(Stored data)
..............................

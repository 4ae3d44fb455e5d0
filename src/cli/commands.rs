use std::fmt::Write as _;
use std::fs;
use std::io::{self, Read};
use std::path::PathBuf;

use anyhow::{bail, Context, Result};
use clap::{ArgGroup, Args, Subcommand};

use crate::config::AppConfig;
use crate::model::{Appearance, DocId, Document, FolderId};
use crate::query::{highlight_matches, render_tree};
use crate::workspace::{DocumentView, Target, Workspace};

#[derive(Args, Debug, Clone)]
pub struct ListArgs {
    /// Folder to list (defaults to the first folder)
    #[arg(long)]
    pub folder: Option<String>,
}

#[derive(Args, Debug, Clone)]
pub struct SearchArgs {
    /// Search terms, matched against titles and tags
    #[arg(required = true)]
    pub query: Vec<String>,
    /// Limit the number of results printed (defaults to search.max_results)
    #[arg(long)]
    pub limit: Option<usize>,
}

#[derive(Args, Debug, Clone)]
pub struct ShowArgs {
    /// Document identifier
    pub doc: String,
}

#[derive(Args, Debug, Clone)]
pub struct ResetArgs {
    /// Skip the confirmation prompt
    #[arg(long)]
    pub yes: bool,
}

#[derive(Args, Debug, Clone)]
pub struct RenameArgs {
    /// Identifier of the item to rename
    pub id: String,
    /// New name
    pub name: String,
    /// New icon name
    #[arg(long)]
    pub icon: Option<String>,
    /// New icon color tag
    #[arg(long)]
    pub color: Option<String>,
}

#[derive(Args, Debug, Clone)]
pub struct DeleteArgs {
    /// Identifier of the item to delete
    pub id: String,
    /// Skip the confirmation prompt
    #[arg(long)]
    pub yes: bool,
}

#[derive(Args, Debug, Clone)]
pub struct IdArgs {
    /// Identifier of the item
    pub id: String,
}

#[derive(Args, Debug, Clone)]
pub struct FolderArgs {
    #[command(subcommand)]
    pub command: FolderCommand,
}

#[derive(Subcommand, Debug, Clone)]
pub enum FolderCommand {
    /// Create a folder, optionally under a root folder
    New(FolderNewArgs),
    /// Rename a folder and optionally change its icon
    Rename(RenameArgs),
    /// Move a folder under a root folder, or back to the top level
    Move(FolderMoveArgs),
    /// Copy a folder row (contents are not copied)
    Duplicate(IdArgs),
    /// Delete an empty folder
    Delete(DeleteArgs),
    /// Move a folder to the position of another one
    Reorder(ReorderArgs),
}

#[derive(Args, Debug, Clone)]
pub struct FolderNewArgs {
    /// Folder name
    pub name: String,
    /// Root folder to create it in
    #[arg(long)]
    pub parent: Option<String>,
}

#[derive(Args, Debug, Clone)]
#[command(group(ArgGroup::new("destination").required(true).args(["to", "root"])))]
pub struct FolderMoveArgs {
    /// Folder to move
    pub id: String,
    /// Root folder to move it into
    #[arg(long)]
    pub to: Option<String>,
    /// Make it a top-level folder
    #[arg(long)]
    pub root: bool,
}

#[derive(Args, Debug, Clone)]
pub struct ReorderArgs {
    /// Folder being dragged
    pub id: String,
    /// Folder whose position it takes
    pub over: String,
}

#[derive(Args, Debug, Clone)]
pub struct DocArgs {
    #[command(subcommand)]
    pub command: DocCommand,
}

#[derive(Subcommand, Debug, Clone)]
pub enum DocCommand {
    /// Create a document (prompted for a title if omitted)
    New(DocNewArgs),
    /// Replace a document's title and/or body
    Edit(DocEditArgs),
    /// Rename a document and optionally change its icon
    Rename(RenameArgs),
    /// Move a document into another folder
    Move(DocMoveArgs),
    /// Copy a document
    Duplicate(IdArgs),
    /// Delete a document
    Delete(DeleteArgs),
    /// Toggle the locked flag
    Lock(IdArgs),
    /// Toggle the hidden flag
    Hide(IdArgs),
    /// Upload a file and attach it to a document
    Attach(DocAttachArgs),
}

#[derive(Args, Debug, Clone)]
pub struct DocNewArgs {
    /// Title for the document (prompted if omitted)
    pub title: Option<String>,
    /// Folder to create it in (defaults to the first folder)
    #[arg(long)]
    pub folder: Option<String>,
    /// Provide the body inline. If omitted, reads from stdin when piped.
    #[arg(long)]
    pub body: Option<String>,
}

#[derive(Args, Debug, Clone)]
pub struct DocEditArgs {
    /// Document identifier
    pub id: String,
    /// New title
    #[arg(long)]
    pub title: Option<String>,
    /// New body. If omitted, reads from stdin when piped.
    #[arg(long)]
    pub body: Option<String>,
}

#[derive(Args, Debug, Clone)]
pub struct DocMoveArgs {
    /// Document identifier
    pub id: String,
    /// Destination folder
    pub to: String,
}

#[derive(Args, Debug, Clone)]
pub struct DocAttachArgs {
    /// Document identifier
    pub id: String,
    /// File to upload
    pub path: PathBuf,
    /// MIME type recorded with the attachment
    #[arg(long)]
    pub mime: Option<String>,
}

pub fn tree(workspace: &Workspace, config: &AppConfig) -> String {
    let rows = workspace.tree_rows();
    if rows.is_empty() {
        return "No folders.\n".to_string();
    }
    let mut out = render_tree(&rows, config.tree.max_title_width);
    out.push('\n');
    out
}

pub fn list(workspace: &mut Workspace, args: ListArgs) -> Result<String> {
    if let Some(folder) = args.folder {
        workspace.select_folder(&FolderId::from(folder))?;
    }
    let docs = workspace.visible_documents();
    Ok(format_documents(&docs, None))
}

pub fn search(workspace: &mut Workspace, config: &AppConfig, args: SearchArgs) -> Result<String> {
    let query = args.query.join(" ");
    if query.trim().is_empty() {
        bail!("search query cannot be empty");
    }
    workspace.set_search(query.as_str());
    let limit = args.limit.unwrap_or(config.search.max_results);
    let docs: Vec<&Document> = workspace.visible_documents().into_iter().take(limit).collect();
    Ok(format_documents(&docs, Some(query.trim())))
}
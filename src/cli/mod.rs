use std::env;
use std::path::PathBuf;
use std::sync::Arc;

use anyhow::{bail, Context, Result};
use clap::{Parser, Subcommand};
use once_cell::sync::OnceCell;
use tracing_subscriber::{fmt, EnvFilter};

use crate::config::{AppConfig, ConfigLoader, CONFIG_ENV, DATA_ENV};
use crate::gateway::SqliteGateway;
use crate::session::Session;
use crate::ui_state::UiStateStore;
use crate::workspace::{Notice, Workspace};

pub mod commands;

use self::commands::{DocArgs, FolderArgs, ListArgs, ResetArgs, SearchArgs, ShowArgs};

#[derive(Parser, Debug)]
#[command(
    name = "zendocs",
    version,
    about = "Folder and document workspace with optimistic sync"
)]
pub struct Cli {
    #[command(subcommand)]
    pub command: Option<Commands>,

    /// Sign in as this user; without it the workspace is read-only
    #[arg(long, global = true)]
    pub user: Option<String>,

    /// Override the config file location (takes precedence over ZENDOCS_CONFIG)
    #[arg(long, global = true)]
    pub config: Option<PathBuf>,

    /// Override the data directory (takes precedence over ZENDOCS_DATA)
    #[arg(long, global = true)]
    pub data_dir: Option<PathBuf>,

    /// Minimum log level (trace, debug, info, warn, error)
    #[arg(long, global = true, default_value = "warn")]
    pub log_level: String,
}

#[derive(Subcommand, Debug)]
pub enum Commands {
    /// Print the folder tree (default)
    Tree,
    /// List the documents of a folder
    List(ListArgs),
    /// Search document titles and tags across every folder
    Search(SearchArgs),
    /// Print a document
    Show(ShowArgs),
    /// Create, rename, move, duplicate, delete or reorder folders
    Folder(FolderArgs),
    /// Create, edit, rename, move, duplicate, delete, lock, hide or attach to documents
    Doc(DocArgs),
    /// Delete everything and restore the default workspace
    Reset(ResetArgs),
}

pub fn run() -> Result<()> {
    let cli = Cli::parse();

    if let Some(path) = &cli.config {
        env::set_var(CONFIG_ENV, path);
    }
    if let Some(path) = &cli.data_dir {
        env::set_var(DATA_ENV, path);
    }

    let loader = ConfigLoader::discover()?;
    loader.paths().ensure_directories()?;
    let paths = loader.paths().clone();
    init_tracing(&cli.log_level)
        .with_context(|| format!("initialising logging at level {}", cli.log_level))?;
    let config = Arc::new(loader.load_or_init()?);

    let gateway = SqliteGateway::open(&config.gateway)?;
    let session = resolve_session(cli.user.as_deref(), &config);
    let ui_state = UiStateStore::open(&paths.ui_state_file)?;
    let mut workspace = Workspace::open(Arc::new(gateway), session, ui_state, &config.sync)?;

    let command = cli.command.unwrap_or(Commands::Tree);
    let output = execute(&mut workspace, &config, command)?;
    print!("{output}");
    finish(&mut workspace)
}

/// Runs one command against an open workspace and returns what it printed.
pub fn execute(workspace: &mut Workspace, config: &AppConfig, command: Commands) -> Result<String> {
    match command {
        Commands::Tree => Ok(commands::tree(workspace, config)),
        Commands::List(args) => commands::list(workspace, args),
        Commands::Search(args) => commands::search(workspace, config, args),
        Commands::Show(args) => commands::show(workspace, args),
        Commands::Folder(args) => commands::handle_folder_command(workspace, args),
        Commands::Doc(args) => commands::handle_doc_command(workspace, args),
        Commands::Reset(args) => commands::reset(workspace, args),
    }
}

fn resolve_session(flag: Option<&str>, config: &AppConfig) -> Session {
    match flag.or(config.session.default_user.as_deref()) {
        Some(user) => Session::authenticated(user),
        None => Session::anonymous(),
    }
}

/// Waits for queued remote writes and reports what the user should know.
fn finish(workspace: &mut Workspace) -> Result<()> {
    workspace.flush();
    for notice in workspace.take_notices() {
        match notice {
            Notice::Toast(message) => eprintln!("{message}"),
            Notice::SyncFailed(failure) => {
                eprintln!(
                    "warning: {} {} was not saved: {}",
                    failure.kind, failure.subject, failure.message
                );
            }
        }
    }
    let failed = workspace.sync_stats().failed;
    if failed > 0 {
        bail!("{failed} remote write(s) failed; local changes were not persisted");
    }
    Ok(())
}

fn init_tracing(level: &str) -> Result<()> {
    static INIT: OnceCell<()> = OnceCell::new();
    INIT.get_or_try_init(|| {
        let env_filter = EnvFilter::try_new(level).unwrap_or_else(|_| EnvFilter::new("warn"));
        fmt()
            .with_env_filter(env_filter)
            .with_writer(std::io::stderr)
            .init();
        Ok(())
    })
    .map(|_| ())
}

#[cfg(test)]
mod tests {
    use super::*;
    use crate::config::SessionOptions;

    #[test]
    fn cli_parses_nested_commands_with_global_flags() {
        let cli = Cli::try_parse_from([
            "zendocs",
            "folder",
            "move",
            "folder-a",
            "--root",
            "--user",
            "admin",
        ])
        .expect("parse");
        assert_eq!(cli.user.as_deref(), Some("admin"));
        assert!(matches!(cli.command, Some(Commands::Folder(_))));
    }

    #[test]
    fn flag_user_wins_over_configured_default() {
        let config = AppConfig {
            session: SessionOptions {
                default_user: Some("owner".into()),
            },
            ..AppConfig::default()
        };
        assert_eq!(resolve_session(Some("admin"), &config).user(), Some("admin"));
        assert_eq!(resolve_session(None, &config).user(), Some("owner"));
        assert!(!resolve_session(None, &AppConfig::default()).is_authenticated());
    }
}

..............................

■ **TASK DETAILS**:
Wherever the word "body" turns up in a line of the entries above, copy that line.

■ **EXPECTED ANSWER**:
    /// Replace a document's title and/or body
    /// Provide the body inline. If omitted, reads from stdin when piped.
    pub body: Option<String>,
    /// New body. If omitted, reads from stdin when piped.
    pub body: Option<String>,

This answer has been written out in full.